- _Provided data_
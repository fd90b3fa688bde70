//! Portfolio KPIs from a transaction ledger and a current valuation

use chrono::NaiveDate;
use log::info;
use rayon::prelude::*;
use serde::{Deserialize, Serialize};

use super::transaction::Transaction;
use crate::annuity::gain_percentage;
use crate::xirr::{xirr_with_config, CashFlow, XirrConfig};

/// Market value of a portfolio on a given date
#[derive(Debug, Clone, Copy, PartialEq, Serialize, Deserialize)]
pub struct Valuation {
    pub date: NaiveDate,
    pub value: f64,
}

/// Headline figures shown on the dashboard
#[derive(Debug, Clone, PartialEq, Serialize, Deserialize)]
pub struct PortfolioSummary {
    pub invested_amount: f64,
    pub current_value: f64,
    pub absolute_gain: f64,
    pub gain_percentage: f64,
    /// Annualised money-weighted return in percent, if the solver converged
    pub xirr: Option<f64>,
    pub settled_transactions: usize,
    pub first_investment: Option<NaiveDate>,
}

impl PortfolioSummary {
    /// Summarise settled transactions against `valuation`.
    ///
    /// XIRR treats every settled transaction as a dated flow and the valuation
    /// as a final inflow on its date.
    ///
    /// # Arguments
    /// * `transactions` - Ledger entries of one portfolio; unsettled ones are ignored
    /// * `valuation` - Market value and the date it was taken
    /// * `config` - Solver settings for the XIRR
    ///
    /// # Returns
    /// Dashboard figures. `xirr` is `None` with no settled transactions or when
    /// the solver fails.
    pub fn from_transactions(
        transactions: &[Transaction],
        valuation: Valuation,
        config: &XirrConfig,
    ) -> Self {
        let settled: Vec<&Transaction> = transactions.iter().filter(|tx| tx.is_settled()).collect();

        let invested_amount: f64 = settled.iter().map(|tx| tx.invested_delta()).sum();
        let absolute_gain = valuation.value - invested_amount;
        let first_investment = settled.iter().map(|tx| tx.date).min();

        let mut flows: Vec<CashFlow> = settled.iter().map(|tx| tx.to_cash_flow()).collect();
        let xirr = if flows.is_empty() {
            None
        } else {
            flows.push(CashFlow::new(valuation.date, valuation.value));
            xirr_with_config(&flows, config)
        };

        Self {
            invested_amount,
            current_value: valuation.value,
            absolute_gain,
            gain_percentage: gain_percentage(absolute_gain, invested_amount),
            xirr,
            settled_transactions: settled.len(),
            first_investment,
        }
    }
}

/// Everything needed to summarise one portfolio
#[derive(Debug, Clone)]
pub struct PortfolioInput {
    pub portfolio_id: String,
    pub transactions: Vec<Transaction>,
    pub valuation: Valuation,
}

#[derive(Debug, Clone, PartialEq, Serialize, Deserialize)]
pub struct PortfolioReport {
    pub portfolio_id: String,
    #[serde(flatten)]
    pub summary: PortfolioSummary,
}

/// Summarise many portfolios in parallel, preserving input order
pub fn summarize_portfolios(inputs: &[PortfolioInput], config: &XirrConfig) -> Vec<PortfolioReport> {
    info!("Summarising {} portfolios", inputs.len());

    inputs
        .par_iter()
        .map(|input| PortfolioReport {
            portfolio_id: input.portfolio_id.clone(),
            summary: PortfolioSummary::from_transactions(&input.transactions, input.valuation, config),
        })
        .collect()
}

#[cfg(test)]
mod tests {
    use super::*;
    use crate::portfolio::{TransactionKind, TransactionStatus};
    use approx::{assert_abs_diff_eq, assert_relative_eq};

    fn ymd(y: i32, m: u32, d: u32) -> NaiveDate {
        NaiveDate::from_ymd_opt(y, m, d).unwrap()
    }

    fn monthly_ledger() -> Vec<Transaction> {
        (1..=12).map(|m| Transaction::sip(ymd(2024, m, 1), 1000.0)).collect()
    }

    #[test]
    fn test_kpis_for_monthly_ledger() {
        let valuation = Valuation {
            date: ymd(2025, 1, 1),
            value: 13_000.0,
        };
        let summary =
            PortfolioSummary::from_transactions(&monthly_ledger(), valuation, &XirrConfig::default());

        assert_relative_eq!(summary.invested_amount, 12_000.0);
        assert_relative_eq!(summary.absolute_gain, 1_000.0);
        assert_relative_eq!(summary.gain_percentage, 8.333333, max_relative = 1e-6);
        assert_abs_diff_eq!(summary.xirr.unwrap(), 15.655170, epsilon = 1e-3);
        assert_eq!(summary.settled_transactions, 12);
        assert_eq!(summary.first_investment, Some(ymd(2024, 1, 1)));
    }

    #[test]
    fn test_unsettled_transactions_are_ignored() {
        let mut ledger = monthly_ledger();
        ledger.push(Transaction::new(
            ymd(2024, 12, 15),
            TransactionKind::Sip,
            50_000.0,
            TransactionStatus::Failed,
        ));
        ledger.push(Transaction::new(
            ymd(2024, 12, 20),
            TransactionKind::Sip,
            50_000.0,
            TransactionStatus::Pending,
        ));
        let valuation = Valuation {
            date: ymd(2025, 1, 1),
            value: 13_000.0,
        };
        let summary = PortfolioSummary::from_transactions(&ledger, valuation, &XirrConfig::default());

        assert_relative_eq!(summary.invested_amount, 12_000.0);
        assert_eq!(summary.settled_transactions, 12);
    }

    #[test]
    fn test_refund_reduces_invested_amount() {
        let mut ledger = monthly_ledger();
        ledger.push(Transaction::new(
            ymd(2024, 6, 10),
            TransactionKind::Refund,
            1000.0,
            TransactionStatus::Success,
        ));
        let valuation = Valuation {
            date: ymd(2025, 1, 1),
            value: 12_000.0,
        };
        let summary = PortfolioSummary::from_transactions(&ledger, valuation, &XirrConfig::default());

        assert_relative_eq!(summary.invested_amount, 11_000.0);
        assert!(summary.xirr.unwrap() > 0.0);
    }

    #[test]
    fn test_empty_ledger() {
        let valuation = Valuation {
            date: ymd(2025, 1, 1),
            value: 0.0,
        };
        let summary = PortfolioSummary::from_transactions(&[], valuation, &XirrConfig::default());

        assert_eq!(summary.invested_amount, 0.0);
        assert_eq!(summary.gain_percentage, 0.0);
        assert!(summary.xirr.is_none());
        assert!(summary.first_investment.is_none());
    }

    #[test]
    fn test_batch_preserves_order() {
        let valuation = Valuation {
            date: ymd(2025, 1, 1),
            value: 13_000.0,
        };
        let inputs: Vec<PortfolioInput> = ["alpha", "beta", "gamma"]
            .iter()
            .map(|id| PortfolioInput {
                portfolio_id: id.to_string(),
                transactions: monthly_ledger(),
                valuation,
            })
            .collect();

        let reports = summarize_portfolios(&inputs, &XirrConfig::default());
        let ids: Vec<&str> = reports.iter().map(|r| r.portfolio_id.as_str()).collect();
        assert_eq!(ids, vec!["alpha", "beta", "gamma"]);
        assert_eq!(reports[0].summary, reports[2].summary);
    }
}
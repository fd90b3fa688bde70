//! Dashboard KPIs computed from a real transaction ledger
//!
//! Current value comes from a supplied valuation; the engine does not price
//! holdings itself.

mod transaction;
mod summary;
pub mod loader;

pub use transaction::{Transaction, TransactionKind, TransactionStatus};
pub use summary::{PortfolioSummary, PortfolioInput, PortfolioReport, Valuation, summarize_portfolios};
pub use loader::{load_ledger, load_ledger_from_reader, load_valuations, load_valuations_from_reader, Ledger};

- _Goal of the exercise_
Show every line of the data that includes the string "derive".

- _The answer_
#[derive(Debug, Clone, Copy, PartialEq, Serialize, Deserialize)]
#[derive(Debug, Clone, PartialEq, Serialize, Deserialize)]
#[derive(Debug, Clone)]
#[derive(Debug, Clone, PartialEq, Serialize, Deserialize)]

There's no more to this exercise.